Sekarang, kata Nabarro, kita punya gelombang kedua. Jika mereka tidak membangun infrastruktur yang diperlukan, kita akan mengalami gelombang ketiga awal tahun depan.
Laporan media menyebut Eropa sebenarnya sempat menyaksikan penurunan kasus baru COVID-19, namun kemudian angkanya melonjak lagi.
Pada Sabtu (21/11), Jerman dan Prancis mencatatkan peningkatan kasus sebanyak 33 ribu. Swiss dan Austria, melaporkan ribuan kasus setiap harinya.
Inggris, bahkan menerapkan kembali penutupan total skala nasional pada awal November hingga pada 2 Desember 2021.
Karena itu, Nabarro mengingatkan negara Asia tidak melonggarkan pembatasan sosial terlalu dini dan harus menunggu sampai jumlah kasus berkurang dan tetap rendah.
Kasus Singapura
Kini, menjelang akhir Tahun 2021, WHO juga mengingatkan lagi akan potensi terjadinya gelombang ketiga itu, khususnya di Indonesia.
Epidemiolog yang menjadi panel ahli WHO terkait COVID-19 Dicky Budiman menyatakan banyaknya kegiatan yang mulai dibuka untuk umum tanpa ada protokol kesehatan dan skrining yang ketat akan memicu terjadinya lonjakan kasus lagi.
Lonjakan kasus COVID-19 di Indonesia, menurut dia, sangat memungkinkan merujuk pada negeri tetangga Singapura, yang kini mengalami kejadian itu.
Ahli kesehatan yang menjadi sukarelawan dan terlibat dalam membantu menggalang bantuan nutrisi bagi tenaga kesehatan yang menangani COVID-19 dr Andreas Harry Lilisantoso, SpS (K) menguatkan pandangan itu.
Ia mengemukakan bahwa memang secara periodik pandemi COVID-19 penuh misteri.
Singapura yang begitu ketat saja, kata dia. bisa kecolongan, apalagi kita di Indonesia dengan jumlah penduduk yang tempat tinggalnya tersebar.
Tidak bisa dibantah bahwa masih banyak masyarakat di Tanah Air yang tidak disiplin menerapkan protokol kesehatan dan itu adalah fakta.
Di sisi lain, vaksinasi baru di sekitaran angka 30 hingga 40 persen dari target sasaran.
Jadi, kata anggota "International Advance Research" Asosiasi Alzheimer Internasional (AAICAD) itu, solusinya adalah tetap waspada.

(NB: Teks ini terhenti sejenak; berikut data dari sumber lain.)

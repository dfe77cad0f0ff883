use actix_web::{web, App, HttpResponse, HttpServer, Responder};
use prometheus::{Encoder, Registry, TextEncoder};
use std::sync::Arc;

/// Start the metrics HTTP server.
/// Runs on its own thread/runtime so scrapes never contend with the consumer.
pub async fn start_metrics_server(registry: Arc<Registry>, port: u16) -> std::io::Result<()> {
    tracing::info!("metrics server listening on http://0.0.0.0:{}/metrics", port);

    HttpServer::new(move || {
        App::new()
            .app_data(web::Data::new(registry.clone()))
            .route("/metrics", web::get().to(metrics_handler))
            .route("/health", web::get().to(health_handler))
    })
    .bind(("0.0.0.0", port))?
    .run()
    .await
}

async fn metrics_handler(registry: web::Data<Arc<Registry>>) -> impl Responder {
    let encoder = TextEncoder::new();
    let metric_families = registry.gather();

    let mut buffer = Vec::new();
    if let Err(error) = encoder.encode(&metric_families, &mut buffer) {
        tracing::error!(error = %error, "failed to encode metrics");
        return HttpResponse::InternalServerError().finish();
    }

    HttpResponse::Ok()
        .content_type("text/plain; version=0.0.4")
        .body(buffer)
}

async fn health_handler() -> impl Responder {
    HttpResponse::Ok().json(serde_json::json!({
        "status": "healthy",
        "service": "stock-sync"
    }))
}
use std::sync::Arc;

use sqlx::postgres::PgPoolOptions;
use tracing_subscriber::{fmt, prelude::*, EnvFilter};

use stock_sync::lifecycle::ConsumerHandle;
use stock_sync::messaging::{ConnectionManager, Dispatcher};
use stock_sync::metrics::{start_metrics_server, Metrics};
use stock_sync::stock::{PgStockRepository, StockMutator};
use stock_sync::Config;

#[tokio::main]
async fn main() -> anyhow::Result<()> {
    // Structured logging with environment-based filtering.
    // Default to INFO, override with RUST_LOG (e.g. RUST_LOG=debug).
    tracing_subscriber::registry()
        .with(fmt::layer().with_target(true).with_thread_ids(true))
        .with(
            EnvFilter::try_from_default_env()
                .unwrap_or_else(|_| EnvFilter::new("info,stock_sync=debug")),
        )
        .init();

    tracing::info!("starting stock-sync consumer service");

    let config = Config::from_env();

    // === 1. Storage ===
    tracing::info!("connecting to Postgres");
    let pool = PgPoolOptions::new()
        .max_connections(5)
        .connect(&config.database_url)
        .await?;

    let repository = Arc::new(PgStockRepository::new(pool));
    repository.ensure_schema().await?;

    // === 2. Metrics ===
    let metrics = Arc::new(Metrics::new()?);
    let registry = Arc::new(metrics.registry().clone());
    let metrics_port = config.metrics_port;
    std::thread::spawn(move || match tokio::runtime::Runtime::new() {
        Ok(runtime) => runtime.block_on(async {
            if let Err(error) = start_metrics_server(registry, metrics_port).await {
                tracing::error!(error = %error, "metrics server error");
            }
        }),
        Err(error) => tracing::error!(error = %error, "failed to build metrics runtime"),
    });

    // === 3. Consumer ===
    let manager = ConnectionManager::new(config.amqp_addr());
    let mutator = StockMutator::new(repository);
    let dispatcher = Dispatcher::new(
        manager,
        config.queue.clone(),
        config.dead_letter_queue.clone(),
        mutator,
        metrics,
    );
    let consumer = ConsumerHandle::start(dispatcher);

    tracing::info!(
        queue = %config.queue,
        broker = %config.amqp_addr(),
        "stock consumer running, press ctrl-c to stop"
    );

    // === 4. Shutdown ===
    tokio::signal::ctrl_c().await?;
    tracing::info!("shutdown signal received");
    consumer.shutdown().await;
    tracing::info!("stock-sync stopped cleanly");

    Ok(())
}
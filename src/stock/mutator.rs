use std::sync::Arc;

use crate::stock::{StockError, StockStore};
use crate::utils::{retry, RetryPolicy};

// ============================================================================
// Stock Mutator
// ============================================================================
//
// The handlers the dispatcher invokes for each decoded event. Both are
// idempotent by intent:
// - create leaves an existing row untouched (uniqueness guard in the store),
//   so N delivered create events converge on exactly one row;
// - delete of an absent row is a no-op.
//
// Transient storage failures get a few in-process attempts before the error
// propagates to the dispatcher, which then requeues or dead-letters.
//
// ============================================================================

pub struct StockMutator {
    store: Arc<dyn StockStore>,
    retry_policy: RetryPolicy,
}

impl StockMutator {
    pub fn new(store: Arc<dyn StockStore>) -> Self {
        Self {
            store,
            retry_policy: RetryPolicy::mutation(),
        }
    }

    pub async fn create_stock_record(&self, product_id: i32) -> Result<(), StockError> {
        retry(&self.retry_policy, "create stock record", || {
            let store = Arc::clone(&self.store);
            async move { store.create_stock(product_id).await }
        })
        .await?;

        tracing::info!(product_id, "stock record ensured");
        Ok(())
    }

    pub async fn delete_stock_record(&self, product_id: i32) -> Result<(), StockError> {
        retry(&self.retry_policy, "delete stock record", || {
            let store = Arc::clone(&self.store);
            async move {
                match store.find_stock_by_product_id(product_id).await? {
                    Some(stock) => store.delete_stock(&stock).await,
                    None => {
                        // Already gone, nothing to do.
                        tracing::debug!(product_id, "no stock record to delete");
                        Ok(())
                    }
                }
            }
        })
        .await?;

        tracing::info!(product_id, "stock record removed");
        Ok(())
    }
}

#[cfg(test)]
mod tests {
    use super::*;
    use crate::stock::testing::{FlakyStockStore, MemoryStockStore};

    #[tokio::test]
    async fn create_then_delete_removes_the_row() {
        let store = Arc::new(MemoryStockStore::new());
        let mutator = StockMutator::new(store.clone());

        mutator.create_stock_record(1).await.unwrap();
        assert_eq!(store.row_count().await, 1);

        mutator.delete_stock_record(1).await.unwrap();
        assert_eq!(store.row_count().await, 0);
    }

    #[tokio::test]
    async fn repeated_creates_converge_on_one_row() {
        let store = Arc::new(MemoryStockStore::new());
        let mutator = StockMutator::new(store.clone());

        for _ in 0..4 {
            mutator.create_stock_record(9).await.unwrap();
        }

        assert_eq!(store.row_count().await, 1);
        let stock = store.find_stock_by_product_id(9).await.unwrap().unwrap();
        assert_eq!(stock.quantity, 0);
    }

    #[tokio::test]
    async fn double_delete_is_a_noop() {
        let store = Arc::new(MemoryStockStore::new());
        let mutator = StockMutator::new(store.clone());

        mutator.create_stock_record(5).await.unwrap();
        mutator.delete_stock_record(5).await.unwrap();

        // Second delete finds nothing and must not error.
        mutator.delete_stock_record(5).await.unwrap();
        assert_eq!(store.row_count().await, 0);
    }

    #[tokio::test(start_paused = true)]
    async fn create_retries_through_transient_storage_failures() {
        let store = Arc::new(FlakyStockStore::failing(2));
        let mutator = StockMutator::new(store.clone());

        mutator.create_stock_record(3).await.unwrap();
        assert_eq!(store.row_count().await, 1);
    }

    #[tokio::test(start_paused = true)]
    async fn create_fails_when_storage_stays_down() {
        let store = Arc::new(FlakyStockStore::failing(u32::MAX));
        let mutator = StockMutator::new(store.clone());

        let result = mutator.create_stock_record(3).await;
        assert!(result.is_err());
        assert_eq!(store.row_count().await, 0);
    }
}
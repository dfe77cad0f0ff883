// ============================================================================
// Stock Module
// ============================================================================
//
// Storage side of the pipeline:
// - repository - StockStore trait + Postgres implementation
// - mutator    - idempotent create/delete handlers driven by queue events
// - service    - read/update interface consumed by the HTTP layer above
//
// ============================================================================

mod mutator;
mod repository;
mod service;

pub use mutator::StockMutator;
pub use repository::{PgStockRepository, StockError, StockStore};
pub use service::StockService;

#[cfg(test)]
pub(crate) use repository::testing;
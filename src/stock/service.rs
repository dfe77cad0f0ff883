use std::sync::Arc;

use crate::models::{StockRecord, StockUpdate};
use crate::stock::{StockError, StockStore};

/// Read/update interface for the HTTP controller layer above the pipeline.
///
/// Stock rows are created and deleted exclusively by the event pipeline; this
/// service only observes them and mutates quantity. A product created moments
/// ago may not have a row yet (eventual consistency window), which simply
/// shows up as `None` here.
pub struct StockService {
    store: Arc<dyn StockStore>,
}

impl StockService {
    pub fn new(store: Arc<dyn StockStore>) -> Self {
        Self { store }
    }

    pub async fn get_stock_by_product_id(
        &self,
        product_id: i32,
    ) -> Result<Option<StockRecord>, StockError> {
        self.store.find_stock_by_product_id(product_id).await
    }

    pub async fn update(
        &self,
        stock_id: i32,
        changes: StockUpdate,
    ) -> Result<Option<StockRecord>, StockError> {
        let updated = self.store.update_stock(stock_id, &changes).await?;

        match &updated {
            Some(stock) => {
                tracing::info!(stock_id, quantity = stock.quantity, "stock updated");
            }
            None => {
                tracing::debug!(stock_id, "stock update targeted a missing row");
            }
        }

        Ok(updated)
    }
}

Kita tetap harus menjalankan disiplin protokol kesehatan secara ketat.
Laporan CNN pada akhir September 2021 menyebutkan bahwa hingga hingga Rabu (29/9) Singapura kembali mencetak rekor kasus COVID-19 dengan 2.268 infeksi virus corona dalam 24 jam, dan menyebutnya sebagai "kasus harian COVID-19 Singapura lebih tinggi dari Indonesia".
Siapkan langkah
Atas kasus yang terjadi di Singapura itu, Presiden Joko Widodo meminta kepada seluruh jajaran menterinya untuk mengambil langkah mitigasi sehubungan dengan potensi gelombang ketiga, yang diperkirakan ahli pada akhir tahun ini.
Kepala Negara, melalui Koordinator Pemberlakuan Pembatasan Kegiatan Masyarakat (PPKM) Jawa-Bali yang juga Menteri Koordinator Bidang Kemaritiman dan Investasi Luhut Binsar Pandjaitan, dalam konferensi pers daring, Senin (18/10) menyatakan, meskipun angka penularan COVID-19 terus mengalami penurunan, namun para menteri di kabinetnya diwanti-wanti untuk tetap berhati-hati dan mengantisipasi terjadinya gelombang ketiga itu.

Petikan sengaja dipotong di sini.